The Brain

As it has already been said, if you pack/crypt an exe your AV might detect it by general detection of the cryptor. So you need a private packer. :-? As private means NOT public there are no links :D But you can also try one of the public known packers, like Yoda's Protector

Simply do a "Search for" -> "All referenced text strings" -> " * Access Denied *" in OllyDbg and you'll land at the right place. Scroll a bit up and you'll see the interesting code. Silva said that before: Correct password can be found in register EDX but you could also patch the JNZ.

Sure there are some exploits to do so. You may took a look at this.

I mentioned it above 8-) But does this also work with network-login? Anyone tested so far?

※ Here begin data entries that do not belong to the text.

//! Asset (node) types.
//!
//! An asset is one typed fact in the graph. Its [`AssetContent`] is the
//! canonical, normalized payload produced by [`crate::identity::normalize`];
//! the content never changes after the asset is created.

use chrono::{DateTime, Utc};
use serde::{Deserialize, Serialize};
use std::fmt;
use std::net::IpAddr;

/// Surrogate identifier of a stored asset.
#[derive(Debug, Clone, Copy, PartialEq, Eq, Hash, PartialOrd, Ord, Serialize, Deserialize)]
#[serde(transparent)]
pub struct AssetId(i64);

impl AssetId {
    /// Wraps a raw backend identifier.
    #[must_use]
    pub const fn new(id: i64) -> Self {
        Self(id)
    }

    /// Returns the raw identifier.
    #[must_use]
    pub const fn get(self) -> i64 {
        self.0
    }
}

impl fmt::Display for AssetId {
    fn fmt(&self, f: &mut fmt::Formatter<'_>) -> fmt::Result {
        write!(f, "{}", self.0)
    }
}

/// Closed set of asset kinds.
#[derive(Debug, Clone, Copy, PartialEq, Eq, Hash, Serialize, Deserialize)]
pub enum AssetType {
    /// Fully qualified domain name.
    #[serde(rename = "fqdn")]
    Fqdn,
    /// Single IP address.
    #[serde(rename = "ip")]
    Ip,
    /// CIDR network block.
    #[serde(rename = "netblock")]
    Netblock,
    /// Autonomous system.
    #[serde(rename = "as")]
    AutonomousSystem,
    /// Regional internet registry organization.
    #[serde(rename = "rirorg")]
    RirOrganization,
}

impl AssetType {
    /// Returns all asset type variants.
    #[must_use]
    pub const fn all() -> &'static [Self] {
        &[
            Self::Fqdn,
            Self::Ip,
            Self::Netblock,
            Self::AutonomousSystem,
            Self::RirOrganization,
        ]
    }

    /// Returns the type tag as stored in the `type` column.
    #[must_use]
    pub const fn as_str(&self) -> &'static str {
        match self {
            Self::Fqdn => "fqdn",
            Self::Ip => "ip",
            Self::Netblock => "netblock",
            Self::AutonomousSystem => "as",
            Self::RirOrganization => "rirorg",
        }
    }

    /// Parses a type tag.
    #[must_use]
    pub fn parse(s: &str) -> Option<Self> {
        match s.to_lowercase().as_str() {
            "fqdn" => Some(Self::Fqdn),
            "ip" | "ipaddress" => Some(Self::Ip),
            "netblock" | "cidr" => Some(Self::Netblock),
            "as" | "asn" | "autonomoussystem" => Some(Self::AutonomousSystem),
            "rirorg" | "rirorganization" => Some(Self::RirOrganization),
            _ => None,
        }
    }
}

impl fmt::Display for AssetType {
    fn fmt(&self, f: &mut fmt::Formatter<'_>) -> fmt::Result {
        write!(f, "{}", self.as_str())
    }
}

impl std::str::FromStr for AssetType {
    type Err = String;

    fn from_str(s: &str) -> Result<Self, Self::Err> {
        Self::parse(s).ok_or_else(|| format!("unknown asset type: {s}"))
    }
}

/// IP address family.
#[derive(Debug, Clone, Copy, PartialEq, Eq, Hash, Serialize, Deserialize)]
#[serde(rename_all = "lowercase")]
pub enum IpVersion {
    /// IPv4.
    V4,
    /// IPv6.
    V6,
}

impl IpVersion {
    /// Classifies an address.
    #[must_use]
    pub const fn of(addr: &IpAddr) -> Self {
        match addr {
            IpAddr::V4(_) => Self::V4,
            IpAddr::V6(_) => Self::V6,
        }
    }

    /// Returns `"v4"` or `"v6"`.
    #[must_use]
    pub const fn as_str(&self) -> &'static str {
        match self {
            Self::V4 => "v4",
            Self::V6 => "v6",
        }
    }
}

impl fmt::Display for IpVersion {
    fn fmt(&self, f: &mut fmt::Formatter<'_>) -> fmt::Result {
        write!(f, "{}", self.as_str())
    }
}

/// Domain name content.
#[derive(Debug, Clone, PartialEq, Eq, Hash, Serialize, Deserialize)]
pub struct Fqdn {
    /// Canonical hostname.
    pub name: String,
    /// Matched public suffix.
    pub tld: String,
}

/// IP address content.
#[derive(Debug, Clone, PartialEq, Eq, Hash, Serialize, Deserialize)]
pub struct IpAddress {
    /// The address.
    pub address: IpAddr,
    /// Address family.
    pub version: IpVersion,
}

/// Netblock content.
#[derive(Debug, Clone, PartialEq, Eq, Hash, Serialize, Deserialize)]
pub struct Netblock {
    /// Network address and prefix length, e.g. `10.0.0.0/8`.
    pub cidr: ipnet::IpNet,
    /// Address family.
    pub version: IpVersion,
}

/// Autonomous system content.
#[derive(Debug, Clone, PartialEq, Eq, Hash, Serialize, Deserialize)]
pub struct AutonomousSystem {
    /// AS number.
    pub number: u32,
}

/// Registry organization content.
#[derive(Debug, Clone, PartialEq, Eq, Hash, Serialize, Deserialize)]
pub struct RirOrganization {
    /// Organization name (identity key).
    pub name: String,
    /// Registry handle.
    pub rir_id: String,
    /// Registry name.
    pub rir: String,
}

/// Canonical payload of an asset, tagged by [`AssetType`].
#[derive(Debug, Clone, PartialEq, Eq, Hash)]
pub enum AssetContent {
    /// `fqdn` payload.
    Fqdn(Fqdn),
    /// `ip` payload.
    Ip(IpAddress),
    /// `netblock` payload.
    Netblock(Netblock),
    /// `as` payload.
    AutonomousSystem(AutonomousSystem),
    /// `rirorg` payload.
    RirOrganization(RirOrganization),
}

impl AssetContent {
    /// Returns the type tag for this payload.
    #[must_use]
    pub const fn asset_type(&self) -> AssetType {
        match self {
            Self::Fqdn(_) => AssetType::Fqdn,
            Self::Ip(_) => AssetType::Ip,
            Self::Netblock(_) => AssetType::Netblock,
            Self::AutonomousSystem(_) => AssetType::AutonomousSystem,
            Self::RirOrganization(_) => AssetType::RirOrganization,
        }
    }

    /// Serializes the payload as the JSON stored in the `content` column.
    #[must_use]
    pub fn to_json(&self) -> serde_json::Value {
        // Every payload is a plain struct of strings and numbers, so
        // serialization cannot fail.
        let value = match self {
            Self::Fqdn(c) => serde_json::to_value(c),
            Self::Ip(c) => serde_json::to_value(c),
            Self::Netblock(c) => serde_json::to_value(c),
            Self::AutonomousSystem(c) => serde_json::to_value(c),
            Self::RirOrganization(c) => serde_json::to_value(c),
        };
        value.unwrap_or(serde_json::Value::Null)
    }

    /// Decodes a stored payload for the given type tag.
    ///
    /// # Errors
    ///
    /// Returns the JSON error when the payload does not match the type.
    pub fn from_json(
        asset_type: AssetType,
        value: serde_json::Value,
    ) -> Result<Self, serde_json::Error> {
        Ok(match asset_type {
            AssetType::Fqdn => Self::Fqdn(serde_json::from_value(value)?),
            AssetType::Ip => Self::Ip(serde_json::from_value(value)?),
            AssetType::Netblock => Self::Netblock(serde_json::from_value(value)?),
            AssetType::AutonomousSystem => Self::AutonomousSystem(serde_json::from_value(value)?),
            AssetType::RirOrganization => Self::RirOrganization(serde_json::from_value(value)?),
        })
    }

    /// Human-readable label of the identity, used in logs and error context.
    #[must_use]
    pub fn label(&self) -> String {
        match self {
            Self::Fqdn(c) => c.name.clone(),
            Self::Ip(c) => c.address.to_string(),
            Self::Netblock(c) => c.cidr.to_string(),
            Self::AutonomousSystem(c) => format!("AS{}", c.number),
            Self::RirOrganization(c) => c.name.clone(),
        }
    }
}

impl fmt::Display for AssetContent {
    fn fmt(&self, f: &mut fmt::Formatter<'_>) -> fmt::Result {
        write!(f, "{}:{}", self.asset_type(), self.label())
    }
}

/// A stored asset.
#[derive(Debug, Clone, PartialEq, Eq)]
pub struct Asset {
    /// Surrogate identifier.
    pub id: AssetId,
    /// Canonical content.
    pub content: AssetContent,
    /// When the asset was first stored.
    pub created_at: DateTime<Utc>,
}

impl Asset {
    /// Returns the asset's type tag.
    #[must_use]
    pub const fn asset_type(&self) -> AssetType {
        self.content.asset_type()
    }
}

#[cfg(test)]
mod tests {
    use super::*;

    #[test]
    fn test_asset_type_roundtrip() {
        for t in AssetType::all() {
            assert_eq!(AssetType::parse(t.as_str()), Some(*t));
            assert_eq!(t.as_str().parse::<AssetType>(), Ok(*t));
        }
        assert!(AssetType::parse("mailbox").is_none());
    }

    #[test]
    fn test_ip_content_json_shape() {
        let content = AssetContent::Ip(IpAddress {
            address: "93.184.216.34".parse().unwrap(),
            version: IpVersion::V4,
        });
        let json = content.to_json();
        assert_eq!(json["address"], "93.184.216.34");
        assert_eq!(json["version"], "v4");

        let decoded = AssetContent::from_json(AssetType::Ip, json).unwrap();
        assert_eq!(decoded, content);
    }

    #[test]
    fn test_netblock_content_json_shape() {
        let content = AssetContent::Netblock(Netblock {
            cidr: "10.0.0.0/8".parse().unwrap(),
            version: IpVersion::V4,
        });
        assert_eq!(content.to_json()["cidr"], "10.0.0.0/8");
    }

    #[test]
    fn test_from_json_rejects_wrong_shape() {
        let json = serde_json::json!({ "number": 13335 });
        assert!(AssetContent::from_json(AssetType::Fqdn, json).is_err());
    }

    #[test]
    fn test_display_includes_type() {
        let content = AssetContent::AutonomousSystem(AutonomousSystem { number: 13335 });
        assert_eq!(content.to_string(), "as:AS13335");
    }
}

%systemroot%system32sethc.exe Replace it with cmd.exe Boot into Windows and press SHIFT five times. Command Prompt with SYSTEM privileges will pop-up (Not tested). --- Download DreamPackPL and replace %systemroot%System32sfcfiles.dll with the downloaded one (I'm not sure if it works with Windows XP, I only tested it in my W2K). --- Download WinlogonHijack and run it from a Service or anything else with SYSTEM-Privileges (I didn't test it yet, but the author claims it to work 100%). It'll log all passwords of logins to a file (But I don't know, if it catches network-pws (i.e. Domain-pws) too). --- --- Now I've got a question: kickarse posted a link to a nice paper about NT's login. Now, does anybody have a link to a similar paper about W2K, XP or maybe even Vista? Also I'd like to know if the password for domain-logins are saved anywehere (cached or just temporary in memory)? If so, it should be possible to save them anyhow . :twisted: L0phtcrack Crew wrote a Utility to catch these passwords in a NT-Network, it's called something like Blabla SMB ... maybe there's a new Version available? Let me know and thanks :D

Very interessting so far :D I'm working on a Solution tu put the CMD on the Loginscreen :twisted: But now that I have Admin-Privileges on the Local-Machine, I'd like to know how to gain those on the domain (like Arikirangi said). I don't have the possibility of creating a domain here at home, so if anyone has; Is pwdump (or any other tool like that) able, to read out the domain-passwords after you logged into the domain as a "normal"-user and start pwdump afterwards? I assume it'll only read out the local hashes but I think it's worth a try

Does the replacement of either utilman.exe or services.exe need to be a 16-Bit-App? If not, are there any other restrictions to the file? Could i also simply rename a .bat-File to utilman.exe? I tried to replace it with Cmd.exe, it seems to be started after pressing [Win]+ but I can't see it?! :( And BTW: does it also have SYSTEM-Privilieges when started from the Start-Menu?